--- Data for the task ---

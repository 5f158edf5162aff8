//! Extraction coordinator.
//!
//! Selects the extractor for a file by name and extension and runs it.

use crate::extractor::{Extraction, FileContext, SourceExtractor};
use crate::languages;
use odix_core::OdixError;
use std::path::Path;

/// Coordinates extraction across the supported file formats.
pub struct SourceParser {
    extractors: Vec<Box<dyn SourceExtractor>>,
}

impl SourceParser {
    /// Create a SourceParser with all registered extractors.
    pub fn new() -> Self {
        Self {
            extractors: languages::all_extractors(),
        }
    }

    /// Create a SourceParser with a custom extractor set.
    pub fn with_extractors(extractors: Vec<Box<dyn SourceExtractor>>) -> Self {
        Self { extractors }
    }

    /// Extract entities and candidates from one file.
    pub fn parse_file(
        &self,
        module: &str,
        file_path: &str,
        content: &[u8],
    ) -> Result<Extraction, OdixError> {
        let extractor = self
            .find_extractor(Path::new(file_path))
            .ok_or_else(|| OdixError::parse(file_path, "no extractor for this file type"))?;
        let ctx = FileContext { module, file_path };
        extractor.extract(&ctx, content)
    }

    /// Check if any extractor claims the path.
    pub fn supports(&self, path: &Path) -> bool {
        self.find_extractor(path).is_some()
    }

    /// Names of the registered extractors, in dispatch order.
    pub fn extractor_names(&self) -> Vec<&str> {
        self.extractors.iter().map(|e| e.name()).collect()
    }

    fn find_extractor(&self, path: &Path) -> Option<&dyn SourceExtractor> {
        self.extractors
            .iter()
            .find(|e| e.handles(path))
            .map(|e| e.as_ref())
    }
}

impl Default for SourceParser {
    fn default() -> Self {
        Self::new()
    }
}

---

- **About this task**: From the line holding "and runs it." to the line holding "claims the path.", inclusive, restate each line above exactly as written.

- **Answer to the problem**:
//! Selects the extractor for a file by name and extension and runs it.

use crate::extractor::{Extraction, FileContext, SourceExtractor};
use crate::languages;
use odix_core::OdixError;
use std::path::Path;

/// Coordinates extraction across the supported file formats.
pub struct SourceParser {
    extractors: Vec<Box<dyn SourceExtractor>>,
}

impl SourceParser {
    /// Create a SourceParser with all registered extractors.
    pub fn new() -> Self {
        Self {
            extractors: languages::all_extractors(),
        }
    }

    /// Create a SourceParser with a custom extractor set.
    pub fn with_extractors(extractors: Vec<Box<dyn SourceExtractor>>) -> Self {
        Self { extractors }
    }

    /// Extract entities and candidates from one file.
    pub fn parse_file(
        &self,
        module: &str,
        file_path: &str,
        content: &[u8],
    ) -> Result<Extraction, OdixError> {
        let extractor = self
            .find_extractor(Path::new(file_path))
            .ok_or_else(|| OdixError::parse(file_path, "no extractor for this file type"))?;
        let ctx = FileContext { module, file_path };
        extractor.extract(&ctx, content)
    }

    /// Check if any extractor claims the path.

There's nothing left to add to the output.